Of the canned foods I have personally tried, I liked the Wellness CORE options best, we only used as toppers though. Ones I have not tried but am interested in trying are all of the Petcurean Go! lines.


----------



## Deaf Dogs (Apr 10, 2012)

First Mate and Natures Variety Instinct are the 2 I feed most of.


----------



## InkedMarie (Sep 9, 2011)

I have a list of cans I may try someday: Weruva, Natures Logic, Ziwi Peak, Natures Variety Instinct


----------



## Caty M (Aug 13, 2010)

EVO 95% meat cans  I use those for my cat. I also add in some cooked fresh meat like chicken thigh and heart to boost the nutrient content.


----------



## StellaLucyDesi (Oct 29, 2008)

I also top my dogs' kibble. I've rotated them to 4Health grainfree Whitefish since NB has merged with Del Monte. So, I also tried the 4Health canned food...the stew varieties. I love them, especially for the price (.99 a can!). I will be using these most often now. Others I have used, and are favorites, are: Wellness Stews, NV Prairie Homestyle, Simply Nourish, Cal. Nat. chicken & rice (not using this one as much anymore), Merrick, TOTW. In the past, I bought Weruva alot, but I just believe it's too expensive...even as a topper. My cat eats Tiki cat, but I've not bought it for the dogs, yet.


----------



## Jacksons Mom (Jun 13, 2010)

I usually use Weruva. It IS kind of pricey, but *shrugs* it really doesn't cost ME a lot since I only have one little dog and only use it as a topper. I typically only use one of the smaller cans per week. And I think they're $2 or less... sooo, not much. I use other brands occasionally, but Weruva is the main one I buy (they also look so good lol - most canned foods look so nasty). I will buy other brands for stuffing Kongs though, can't really use Weruva, it's not thick enough.


----------



## Mika_n_tx (May 6, 2013)

Our puppy exclusively eats Merrick canned and she is doing fantastic on it. We used to top kibble but she really does not like kibble so we switched to just canned. When we were topping we were using Wellness Core grain free. She did very well with the Wellness and seemed to like it. The only problem was she just licked it off and left the kibble behind.


----------



## MollyWoppy (Mar 19, 2010)

I like Tripett Green Tripe. I give that to Mol and Joey every now and then we I can't source the fresh stuff. I've never met a dog that hasn't gone crazy for it. And, I'd definitely try Ziwipeak on my cat if I could source it, plus I would love to use it to stuff Kongs for the dogs. I'd also use the Ziwipeak and Tripett if we had to travel and I couldn't feed raw for any reason.


----------



## doggiedad (Jan 23, 2011)

i use a lot of different brands of can food. i use what i call the preminum brands. i also
feed my dog canned fish (in water no salt added).


----------



## Shamrockmommy (Sep 10, 2009)

Thanks everyone! I have lots of ideas to try now! So far Cookie is doing well on Newmans Own canned, had to back off the serving amount to 1.5 oz per meal and that firmed up her stool. She is also eating much more happily than trying to chew chunks of kibble with her 8 remaining teeth (previous owner neglect). 

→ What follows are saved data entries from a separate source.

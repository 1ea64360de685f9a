//! Charm-style CLI prompts using cliclack

use crate::engine::{Engine, FileAction, Substitutions};
use crate::generator::{self, RunOptions, RunReport};
use crate::product::ProductConfig;
use crate::runtime::{Installer, PackageManager};
use crate::templates::{self, version, Preset, PresetCatalog, TemplateRoot};
use anyhow::Result;
use std::path::{Path, PathBuf};

/// CLI arguments for the apply command
#[derive(Debug, Clone, Default)]
pub struct ApplyArgs {
    /// Template root to load presets from instead of the default
    pub template_dir: Option<PathBuf>,

    /// Preset id or name to apply
    pub preset: Option<String>,

    /// Project directory to apply the preset to
    pub directory: Option<PathBuf>,

    /// Placeholder values that override the preset's own
    pub variables: Substitutions,

    /// Package manager to use instead of detecting one
    pub package_manager: Option<PackageManager>,

    /// Do not install dependencies
    pub skip_install: bool,

    /// Auto-confirm all prompts (non-interactive mode)
    pub yes: bool,
}

/// What to do about dependency installation
enum InstallDecision {
    Install(PackageManager),
    Skip,
    Abort,
}

/// Run the CLI with interactive prompts
pub async fn run<C: ProductConfig>(config: &C, args: ApplyArgs, cli_version: &str) -> Result<()> {
    cliclack::intro(config.display_name())?;

    // Step 1: Load presets
    let root = templates::resolve_template_root(config, args.template_dir.as_deref())?;
    let catalog = load_catalog(&root)?;

    // Step 2: Select preset
    let preset = select_preset(&catalog, args.preset.as_deref())?;

    if let Some(warning) = version::check_compatibility(
        cli_version,
        &preset.manifest.name,
        &preset.manifest.version,
        config.upgrade_command(),
    ) {
        cliclack::log::warning(format!(
            "Version warning: {}",
            warning.lines().next().unwrap_or(&warning)
        ))?;
    }

    // Step 3: Select directory and fill in the preset's parameters
    let project_dir = select_directory(&args)?;
    let variables = ask_parameters(preset, &args)?;

    // Step 4: Preconditions and dependency plan
    let engine = Engine::new(&project_dir);
    generator::check_preconditions(preset, &engine)?;

    let decision = if args.skip_install {
        cliclack::log::info("Skipping dependency installation")?;
        InstallDecision::Skip
    } else {
        handle_install_check(preset, &engine, &args)?
    };

    let (skip_install, package_manager) = match decision {
        InstallDecision::Install(pm) => (false, pm),
        InstallDecision::Skip => (true, PackageManager::detect(&project_dir)),
        InstallDecision::Abort => {
            cliclack::outro_cancel("Setup cancelled.")?;
            return Ok(());
        }
    };

    // Step 5: Confirm
    if !args.yes {
        let confirm: bool = cliclack::confirm(format!(
            "Apply '{}' to {}?",
            preset.id,
            project_dir.display()
        ))
        .initial_value(true)
        .interact()?;

        if !confirm {
            anyhow::bail!("Setup cancelled.");
        }
    }

    // Step 6: Apply
    let options = RunOptions {
        skip_install,
        package_manager: Some(package_manager),
        variables,
    };
    let report = apply(preset, &project_dir, &options).await?;

    // Step 7: Show changes and next steps
    print_changes(&report)?;
    print_next_steps(config, &project_dir, preset, package_manager)?;

    Ok(())
}

fn load_catalog(root: &TemplateRoot) -> Result<PresetCatalog> {
    let spinner = cliclack::spinner();
    spinner.start("Loading presets...");

    match PresetCatalog::discover(root.path()) {
        Ok(catalog) if catalog.is_empty() => {
            spinner.stop("No presets found");
            anyhow::bail!("No presets found in {}", root);
        }
        Ok(catalog) => {
            spinner.stop(format!(
                "Loaded {} presets from {}",
                catalog.presets().len(),
                root
            ));
            Ok(catalog)
        }
        Err(e) => {
            spinner.stop("Failed to load presets");
            Err(e)
        }
    }
}

fn select_preset<'a>(catalog: &'a PresetCatalog, specified: Option<&str>) -> Result<&'a Preset> {
    // If a preset was specified on the command line, use it directly
    if let Some(name) = specified {
        let preset = catalog.get(name)?;
        cliclack::log::info(format!(
            "Preset: {} - {}",
            preset.id, preset.manifest.description
        ))?;
        return Ok(preset);
    }

    let presets = catalog.presets();
    if let [only] = presets {
        cliclack::log::info(format!(
            "Using preset: {} - {}",
            only.id, only.manifest.description
        ))?;
        return Ok(only);
    }

    // Build select prompt - use indices to avoid borrow issues
    let mut select = cliclack::select("Select a preset");
    for (idx, preset) in presets.iter().enumerate() {
        select = select.item(idx, &preset.id, &preset.manifest.description);
    }

    let selected_idx: usize = select.interact()?;
    presets
        .get(selected_idx)
        .ok_or_else(|| anyhow::anyhow!("Invalid preset selection"))
}

fn select_directory(args: &ApplyArgs) -> Result<PathBuf> {
    let current_dir = std::env::current_dir().unwrap_or_else(|_| PathBuf::from("."));

    // Use --directory flag if provided
    let path = if let Some(dir) = &args.directory {
        let p = if dir.is_absolute() {
            dir.clone()
        } else {
            current_dir.join(dir)
        };
        cliclack::log::info(format!("Using directory: {}", p.display()))?;
        p
    } else if args.yes {
        current_dir
    } else {
        let input: String = cliclack::input("Project directory")
            .placeholder(".")
            .default_input(".")
            .interact()?;

        if input.is_empty() || input == "." {
            current_dir
        } else {
            let p = PathBuf::from(&input);
            if p.is_absolute() {
                p
            } else {
                current_dir.join(p)
            }
        }
    };

    // Validate parent directory exists
    if let Some(parent) = path.parent() {
        if !parent.exists() && parent != Path::new("") {
            anyhow::bail!("Parent directory does not exist: {}", parent.display());
        }
    }

    if path.exists() && !path.is_dir() {
        anyhow::bail!("Not a directory: {}", path.display());
    }

    Ok(path)
}

/// Ask for each parameter not given with `--set`. With `--yes` nothing is
/// asked and the defaults from `preset.yaml` apply.
fn ask_parameters(preset: &Preset, args: &ApplyArgs) -> Result<Substitutions> {
    let mut variables = args.variables.clone();
    let pending = generator::unanswered_parameters(preset, &args.variables);

    if args.yes {
        for param in pending {
            cliclack::log::remark(format!("{}: {}", param.message, param.default))?;
        }
        return Ok(variables);
    }

    for param in pending {
        let mut prompt = cliclack::input(&param.message);
        prompt = if param.default.is_empty() {
            prompt.required(false)
        } else {
            prompt.placeholder(&param.default).default_input(&param.default)
        };
        let value: String = prompt.interact()?;
        variables.insert(param.name.clone(), value);
    }

    Ok(variables)
}

fn handle_install_check(preset: &Preset, engine: &Engine, args: &ApplyArgs) -> Result<InstallDecision> {
    let plan = generator::plan_install(preset, engine)?;
    let manager = args
        .package_manager
        .unwrap_or_else(|| PackageManager::detect(engine.root()));

    if plan.is_empty() {
        cliclack::log::info("All dependencies already declared")?;
        return Ok(InstallDecision::Install(manager));
    }

    let installer = Installer::new(manager);
    let info = manager.check();
    if info.available {
        cliclack::log::success(format!(
            "{} installed ({})",
            info.name,
            info.version.as_deref().unwrap_or("unknown")
        ))?;
        let count = plan.dependencies.len() + plan.dev_dependencies.len();
        cliclack::log::info(format!("{} package(s) will be installed with {}", count, manager))?;
        return Ok(InstallDecision::Install(manager));
    }

    cliclack::log::warning(format!("{} is not installed", manager))?;

    // In non-interactive mode, just skip
    if args.yes {
        cliclack::log::info("Continuing without installing dependencies (--yes mode)")?;
        return Ok(InstallDecision::Skip);
    }

    let action: &str = cliclack::select("What would you like to do?")
        .item("skip", "Apply files only, install dependencies later", "")
        .item(
            "docs",
            format!("Open {} installation docs ({})", manager, manager.docs_url()),
            "",
        )
        .item("cancel", "Cancel", "")
        .interact()?;

    match action {
        "skip" => {
            cliclack::log::info("Dependencies will not be installed")?;
            if !plan.dependencies.is_empty() {
                cliclack::log::remark(format!(
                    "Later: {}",
                    installer.command_line(&plan.dependencies, false)
                ))?;
            }
            if !plan.dev_dependencies.is_empty() {
                cliclack::log::remark(format!(
                    "Later: {}",
                    installer.command_line(&plan.dev_dependencies, true)
                ))?;
            }
            Ok(InstallDecision::Skip)
        }
        "docs" => {
            installer.open_docs()?;
            Ok(InstallDecision::Abort)
        }
        _ => Ok(InstallDecision::Abort),
    }
}

async fn apply(preset: &Preset, project_dir: &Path, options: &RunOptions) -> Result<RunReport> {
    // Installer output streams to the terminal, so only spin when it won't run
    let spinner = options.skip_install.then(|| {
        let spinner = cliclack::spinner();
        spinner.start("Applying preset...");
        spinner
    });

    match generator::run_preset(preset, project_dir, options).await {
        Ok(report) => {
            let message = format!(
                "Applied {}: {} file(s) written in {}",
                preset.id,
                report.written(),
                project_dir.display()
            );
            match spinner {
                Some(spinner) => spinner.stop(message),
                None => cliclack::log::success(message)?,
            }
            Ok(report)
        }
        Err(e) => {
            if let Some(spinner) = spinner {
                spinner.stop("Failed to apply preset");
            }
            Err(e)
        }
    }
}

fn print_changes(report: &RunReport) -> Result<()> {
    let mut lines: Vec<String> = report
        .files
        .iter()
        .filter(|c| c.action != FileAction::Unchanged)
        .map(|c| format!("{:<9} {}", c.action.to_string(), c.path.display()))
        .collect();

    let unchanged = report.files.len() - lines.len();
    if unchanged > 0 {
        lines.push(format!("{} file(s) already up to date", unchanged));
    }

    cliclack::note("Changes", lines.join("\n"))?;
    Ok(())
}

fn print_next_steps<C: ProductConfig>(
    config: &C,
    project_dir: &Path,
    preset: &Preset,
    package_manager: PackageManager,
) -> Result<()> {
    let steps = config.next_steps(project_dir, preset, package_manager);

    if !steps.is_empty() {
        println!();
        println!("  Next steps");
        println!();

        for (i, step) in steps.iter().enumerate() {
            println!("  {}.  {}", i + 1, step);
        }
    }

    cliclack::outro("Happy coding!")?;

    Ok(())
}
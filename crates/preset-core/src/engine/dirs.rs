//! Directory creation

use super::Engine;
use crate::error::{EngineError, EngineResult};
use std::fs;
use std::path::{Path, PathBuf};

#[derive(Debug, Clone, Copy, PartialEq, Eq)]
pub enum DirAction {
    Created,
    Existing,
}

#[derive(Debug, Clone, PartialEq, Eq)]
pub struct DirChange {
    pub path: PathBuf,
    pub action: DirAction,
}

impl Engine {
    /// Create each directory and any missing ancestors (`mkdir -p`).
    ///
    /// Directories that already exist are reported as [`DirAction::Existing`].
    /// A regular file in the way is an error.
    pub fn ensure_directories<I, P>(&self, paths: I) -> EngineResult<Vec<DirChange>>
    where
        I: IntoIterator<Item = P>,
        P: AsRef<Path>,
    {
        let mut changes = Vec::new();

        for path in paths {
            let relative = path.as_ref();
            let full = self.resolve(relative)?;

            let action = if full.is_dir() {
                DirAction::Existing
            } else {
                fs::create_dir_all(&full).map_err(|e| EngineError::io(&full, e))?;
                DirAction::Created
            };

            changes.push(DirChange {
                path: relative.to_path_buf(),
                action,
            });
        }

        Ok(changes)
    }
}
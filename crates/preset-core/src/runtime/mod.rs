//! Package manager detection and dependency installation
//!
//! This module provides:
//! - Package manager detection (npm, yarn, pnpm, bun) from lockfiles
//! - Dependency installation by running the package manager

pub mod check;
pub mod installer;

pub use check::{missing_dependencies, package_name, PackageManager, RuntimeInfo};
pub use installer::Installer;
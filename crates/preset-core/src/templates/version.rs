//! Version comparison for CLI and preset compatibility

use semver::Version;

fn parse(version: &str) -> Option<Version> {
    Version::parse(version.trim().trim_start_matches('v')).ok()
}

/// Compare the CLI version against the version a preset was written for.
/// Returns a warning message if the CLI is older than the preset expects.
pub fn check_compatibility(
    cli_version: &str,
    preset_name: &str,
    preset_version: &str,
    upgrade_command: &str,
) -> Option<String> {
    // Unparseable versions can't be compared, skip the warning
    let cli_ver = parse(cli_version)?;
    let preset_ver = parse(preset_version)?;

    if cli_ver < preset_ver {
        Some(format!(
            "Preset '{}' was written for CLI version {} or newer.\n\
             You are running version {}.\n\
             Consider updating: {}",
            preset_name, preset_ver, cli_ver, upgrade_command
        ))
    } else {
        None
    }
}
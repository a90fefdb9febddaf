//! Discovery of configuration files in conventional locations.

use std::env;
use std::ffi::OsString;
use std::path::PathBuf;

/// Find `file` in the usual configuration locations.
///
/// Checked in this order:
///
/// - `$XDG_CONFIG/<file>`, or `$HOME/.config/<file>` if `XDG_CONFIG` is unset
/// - `$HOME/.<file>`
/// - `/etc/<file>`
/// - `/usr/local/etc/<file>`
/// - `/usr/pkg/etc/<file>`
/// - `./<file>`
///
/// Returns the first path that exists.
pub fn find_config(file: &str) -> Option<PathBuf> {
    let found = candidates(file, env::var_os("XDG_CONFIG"), env::var_os("HOME"))
        .into_iter()
        .find(|path| path.exists());
    if let Some(path) = &found {
        tracing::debug!(path = %path.display(), "Found configuration file");
    }
    found
}

/// Candidate paths for `file`, in search order.
fn candidates(file: &str, xdg: Option<OsString>, home: Option<OsString>) -> Vec<PathBuf> {
    let file = file.trim_start_matches('/');
    let xdg = xdg.filter(|v| !v.is_empty());
    let home = home.filter(|v| !v.is_empty());

    let mut paths = Vec::new();
    if let Some(xdg) = &xdg {
        paths.push(PathBuf::from(xdg).join(file));
    }
    if let Some(home) = home {
        let home = PathBuf::from(home);
        if xdg.is_none() {
            paths.push(home.join(".config").join(file));
        }
        paths.push(home.join(format!(".{file}")));
    }
    for dir in ["/etc", "/usr/local/etc", "/usr/pkg/etc", "."] {
        paths.push(PathBuf::from(dir).join(file));
    }
    paths
}

#[cfg(test)]
mod tests {
    use pretty_assertions::assert_eq;

    use super::*;

    #[test]
    fn test_candidates_with_home_only() {
        let paths = candidates("docgen.conf", None, Some("/home/ann".into()));
        assert_eq!(
            paths,
            vec![
                PathBuf::from("/home/ann/.config/docgen.conf"),
                PathBuf::from("/home/ann/.docgen.conf"),
                PathBuf::from("/etc/docgen.conf"),
                PathBuf::from("/usr/local/etc/docgen.conf"),
                PathBuf::from("/usr/pkg/etc/docgen.conf"),
                PathBuf::from("./docgen.conf"),
            ]
        );
    }

    #[test]
    fn test_candidates_prefer_xdg() {
        let paths = candidates("docgen.conf", Some("/xdg".into()), Some("/home/ann".into()));
        assert_eq!(paths[0], PathBuf::from("/xdg/docgen.conf"));
        assert_eq!(paths[1], PathBuf::from("/home/ann/.docgen.conf"));
        assert_eq!(paths.len(), 6);
    }

    #[test]
    fn test_candidates_without_env() {
        let paths = candidates("/docgen.conf", Some("".into()), None);
        assert_eq!(paths[0], PathBuf::from("/etc/docgen.conf"));
        assert_eq!(paths.len(), 4);
    }

    #[test]
    fn test_find_config_missing() {
        assert!(find_config("docgen-test-does-not-exist.conf").is_none());
    }
}
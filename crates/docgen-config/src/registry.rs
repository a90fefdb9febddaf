//! Type handler registry.

use std::collections::HashMap;
use std::fmt;
use std::sync::Arc;

use crate::handlers;
use crate::{HandlerError, Value};

/// Conversion function for one field type.
///
/// Handlers are chained: the first receives [`Value::Strings`], each following
/// handler receives the previous output.
pub type TypeHandler = Arc<dyn Fn(Value) -> Result<Value, HandlerError> + Send + Sync>;

/// Wrap a function or closure as a [`TypeHandler`].
pub fn handler<F>(f: F) -> TypeHandler
where
    F: Fn(Value) -> Result<Value, HandlerError> + Send + Sync + 'static,
{
    Arc::new(f)
}

/// Handler chains keyed by field type name.
///
/// Build one at start-up, register everything, then share it read-only with
/// every [`Loader`](crate::Loader).
///
/// ```
/// use docgen_config::{handler, handlers, TypeRegistry};
///
/// let mut registry = TypeRegistry::with_defaults();
/// registry.register(
///     "String",
///     [handler(handlers::validate_single_value), handler(handlers::to_string)],
/// );
/// assert!(registry.contains("String"));
/// ```
#[derive(Clone, Default)]
pub struct TypeRegistry {
    handlers: HashMap<String, Vec<TypeHandler>>,
}

impl TypeRegistry {
    /// Create an empty registry.
    #[must_use]
    pub fn new() -> Self {
        Self::default()
    }

    /// Create a registry with handlers for the built-in field types.
    ///
    /// See [`handlers`] for the conversions.
    #[must_use]
    pub fn with_defaults() -> Self {
        let mut registry = Self::new();

        registry.register("String", [handler(handlers::to_string)]);
        registry.register(
            "bool",
            [
                handlers::validate_value_limit(0, 1),
                handler(handlers::to_bool),
            ],
        );
        registry.register(
            "i64",
            [
                handler(handlers::validate_single_value),
                handler(handlers::to_int),
            ],
        );
        registry.register(
            "i32",
            [
                handler(handlers::validate_single_value),
                handlers::to_int_in::<i32>(),
            ],
        );
        registry.register(
            "u64",
            [
                handler(handlers::validate_single_value),
                handler(handlers::to_uint),
            ],
        );
        registry.register(
            "u32",
            [
                handler(handlers::validate_single_value),
                handlers::to_uint_in::<u32>(),
            ],
        );
        registry.register(
            "u16",
            [
                handler(handlers::validate_single_value),
                handlers::to_uint_in::<u16>(),
            ],
        );
        registry.register(
            "usize",
            [
                handler(handlers::validate_single_value),
                handlers::to_uint_in::<usize>(),
            ],
        );
        registry.register(
            "f64",
            [
                handler(handlers::validate_single_value),
                handler(handlers::to_float),
            ],
        );
        registry.register("Vec<String>", [handler(handlers::to_strings)]);
        registry.register("Vec<i64>", [handler(handlers::to_ints)]);
        registry.register("PathBuf", [handler(handlers::to_path)]);
        registry.register(
            "Duration",
            [
                handler(handlers::validate_single_value),
                handler(handlers::to_duration),
            ],
        );
        registry.register("Regex", [handler(handlers::to_regex)]);

        registry
    }

    /// Set the handler chain for `type_name`.
    ///
    /// An existing chain for the same type is replaced, not extended.
    pub fn register<I>(&mut self, type_name: impl Into<String>, handlers: I)
    where
        I: IntoIterator<Item = TypeHandler>,
    {
        self.handlers
            .insert(type_name.into(), handlers.into_iter().collect());
    }

    /// Whether a chain is registered for `type_name`.
    pub fn contains(&self, type_name: &str) -> bool {
        self.handlers.contains_key(type_name)
    }

    /// Handler chain registered for `type_name`.
    pub fn get(&self, type_name: &str) -> Option<&[TypeHandler]> {
        self.handlers.get(type_name).map(Vec::as_slice)
    }

    /// Run the chain for `type_name` on raw values.
    ///
    /// Returns `None` if no chain is registered. Stops at the first error.
    pub fn convert(&self, type_name: &str, values: &[String]) -> Option<Result<Value, HandlerError>> {
        let chain = self.get(type_name)?;
        let mut value = Value::Strings(values.to_vec());
        for h in chain {
            value = match h(value) {
                Ok(v) => v,
                Err(e) => return Some(Err(e)),
            };
        }
        Some(Ok(value))
    }
}

impl fmt::Debug for TypeRegistry {
    fn fmt(&self, f: &mut fmt::Formatter<'_>) -> fmt::Result {
        let mut types: Vec<_> = self.handlers.keys().collect();
        types.sort();
        f.debug_struct("TypeRegistry").field("types", &types).finish()
    }
}

#[cfg(test)]
mod tests {
    use std::sync::atomic::{AtomicUsize, Ordering};

    use super::*;

    fn strings(values: &[&str]) -> Vec<String> {
        values.iter().map(|&s| s.to_owned()).collect()
    }

    #[test]
    fn test_defaults_registered() {
        let registry = TypeRegistry::with_defaults();
        for name in ["String", "bool", "i64", "u16", "Vec<String>", "Duration", "Regex"] {
            assert!(registry.contains(name), "missing {name}");
        }
        assert!(!TypeRegistry::new().contains("String"));
    }

    #[test]
    fn test_chain_feeds_output_forward() {
        let mut registry = TypeRegistry::new();
        registry.register(
            "upper",
            [
                handler(handlers::to_string),
                handler(|v| match v {
                    Value::String(s) => Ok(Value::String(s.to_uppercase())),
                    other => Err(format!("unexpected {}", other.kind()).into()),
                }),
            ],
        );

        let value = registry
            .convert("upper", &strings(&["a", "b"]))
            .unwrap()
            .unwrap();

        assert!(matches!(value, Value::String(s) if s == "A B"));
    }

    #[test]
    fn test_chain_stops_at_first_error() {
        let calls = Arc::new(AtomicUsize::new(0));
        let counter = Arc::clone(&calls);
        let mut registry = TypeRegistry::new();
        registry.register(
            "t",
            [
                handler(handlers::validate_single_value),
                handler(move |v| {
                    counter.fetch_add(1, Ordering::SeqCst);
                    Ok(v)
                }),
            ],
        );

        let result = registry.convert("t", &strings(&["a", "b"])).unwrap();

        assert!(result.is_err());
        assert_eq!(calls.load(Ordering::SeqCst), 0);
    }

    #[test]
    fn test_register_overwrites() {
        let mut registry = TypeRegistry::with_defaults();
        registry.register("String", [handler(|_| Ok(Value::String("fixed".to_owned())))]);

        let value = registry
            .convert("String", &strings(&["x"]))
            .unwrap()
            .unwrap();

        assert!(matches!(value, Value::String(s) if s == "fixed"));
        assert_eq!(registry.get("String").map(<[_]>::len), Some(1));
    }

    #[test]
    fn test_convert_unknown_type() {
        let registry = TypeRegistry::with_defaults();
        assert!(registry.convert("Vec<Group>", &[]).is_none());
    }

    #[test]
    fn test_debug_lists_types() {
        let mut registry = TypeRegistry::new();
        registry.register("b", Vec::new());
        registry.register("a", Vec::new());
        assert_eq!(format!("{registry:?}"), r#"TypeRegistry { types: ["a", "b"] }"#);
    }
}
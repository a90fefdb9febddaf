//! Mapping of configuration keys to field names.
//!
//! Keys are written in lower case with `-` or `_` separators; fields use
//! `PascalCase` with common initialisms in capitals:
//!
//! | Key | Field |
//! |---|---|
//! | `main-title` | `MainTitle` |
//! | `api-url` | `APIURL` |
//! | `html_id` | `HTMLID` |

/// Initialisms written in capitals in field names.
///
/// Replaced in this order, so `Https` wins over `Http`.
pub const ACRONYMS: &[&str] = &[
    "Api", "Ascii", "Cpu", "Css", "Dns", "Eof", "Guid", "Html", "Https", "Http", "Id", "Ip", "Json",
    "Lhs", "Qps", "Ram", "Rhs", "Rpc", "Sla", "Smtp", "Sql", "Ssh", "Tcp", "Tls", "Ttl", "Udp",
    "Ui", "Uid", "Uuid", "Uri", "Url", "Utf8", "Vm", "Xml", "Xsrf", "Xss",
];

/// Field name for a configuration key.
pub fn field_name(key: &str) -> String {
    ACRONYMS
        .iter()
        .fold(camelize(key), |name, acronym| {
            name.replace(acronym, &acronym.to_uppercase())
        })
}

/// Upper-case the first letter of every `-`/`_` separated word and join them.
fn camelize(key: &str) -> String {
    key.split(['-', '_'])
        .map(|word| {
            let mut chars = word.chars();
            match chars.next() {
                Some(first) => first.to_uppercase().chain(chars).collect(),
                None => String::new(),
            }
        })
        .collect()
}

/// Add a trailing `s`, or remove it if there is one.
pub fn toggle_plural(name: &str) -> String {
    match name.strip_suffix('s') {
        Some(singular) => singular.to_owned(),
        None => format!("{name}s"),
    }
}

#[cfg(test)]
mod tests {
    use super::*;

    #[test]
    fn test_field_name_camelizes() {
        assert_eq!(field_name("outdir"), "Outdir");
        assert_eq!(field_name("main-title"), "MainTitle");
        assert_eq!(field_name("skip_clone"), "SkipClone");
        assert_eq!(field_name("relativeTo"), "RelativeTo");
    }

    #[test]
    fn test_field_name_uppercases_acronyms() {
        assert_eq!(field_name("api-url"), "APIURL");
        assert_eq!(field_name("html-id"), "HTMLID");
        assert_eq!(field_name("https-port"), "HTTPSPort");
        assert_eq!(field_name("ssh-key"), "SSHKey");
    }

    #[test]
    fn test_field_name_ignores_empty_words() {
        assert_eq!(field_name("home--text"), "HomeText");
        assert_eq!(field_name("-tag"), "Tag");
    }

    #[test]
    fn test_toggle_plural() {
        assert_eq!(toggle_plural("Group"), "Groups");
        assert_eq!(toggle_plural("Groups"), "Group");
        assert_eq!(toggle_plural(""), "s");
    }
}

Natures logic has really caught my eye. Interested in trying the 4Health because what's a great price in that!


----------



## mayayoung (May 24, 2015)

I second wellness core. For feeding exclusively, the regular canned foods should be good. I like the lamb, beef and venison (or something like that) formula. For a topper, the wellness core 95% meat one is the best. I use the beef formula.


----------